Your task » Search the records below for "when they fire.". Return that line and all remaining lines exactly.

Supplied records »
//! guildwatch detection core
//!
//! Consumes abstract platform events and escalates through an abstract
//! effector:
//! - `spam` - per-actor message rate, warn then punish
//! - `raid` - guild-wide join bursts, suspicious-account screening
//! - `nuke` - per-actor destructive-action bursts, containment
//!
//! All three share the sliding window primitive and run as independent
//! subscribers behind [`GuardEngine`]. Timers are explicit scheduled tasks
//! that re-validate state when they fire.

pub mod config;
pub mod effector;
pub mod engine;
pub mod escalation;
pub mod logger;
pub mod nuke;
pub mod protective;
pub mod raid;
pub mod schedule;
pub mod spam;
pub mod trust;
pub mod window;

pub use config::{ConfigError, GuardConfig, NukeConfig, RaidConfig, SpamConfig};
pub use effector::{Capability, EffectCall, EffectError, EscalationEffector, RecordingEffector};
pub use engine::{
    CommandOutcome, DispatchContext, EventSubscriber, GuardEngine, GuardStatus, NukeStatus,
    RaidStatus, SpamStatus,
};
pub use escalation::EscalationOutcome;
pub use logger::{Logger, MockLogger, NullLogger, StderrLogger, Verbosity};
pub use nuke::PrivilegedActionGuard;
pub use protective::{ModeTransition, ProtectiveMode};
pub use raid::{RaidDetector, SuspicionReason};
pub use schedule::{ScheduledTask, Scheduler};
pub use spam::SpamDetector;
pub use trust::TrustRegistry;
pub use window::SlidingWindowTracker;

Exercise output »
//! that re-validate state when they fire.

pub mod config;
pub mod effector;
pub mod engine;
pub mod escalation;
pub mod logger;
pub mod nuke;
pub mod protective;
pub mod raid;
pub mod schedule;
pub mod spam;
pub mod trust;
pub mod window;

pub use config::{ConfigError, GuardConfig, NukeConfig, RaidConfig, SpamConfig};
pub use effector::{Capability, EffectCall, EffectError, EscalationEffector, RecordingEffector};
pub use engine::{
    CommandOutcome, DispatchContext, EventSubscriber, GuardEngine, GuardStatus, NukeStatus,
    RaidStatus, SpamStatus,
};
pub use escalation::EscalationOutcome;
pub use logger::{Logger, MockLogger, NullLogger, StderrLogger, Verbosity};
pub use nuke::PrivilegedActionGuard;
pub use protective::{ModeTransition, ProtectiveMode};
pub use raid::{RaidDetector, SuspicionReason};
pub use schedule::{ScheduledTask, Scheduler};
pub use spam::SpamDetector;
pub use trust::TrustRegistry;
pub use window::SlidingWindowTracker;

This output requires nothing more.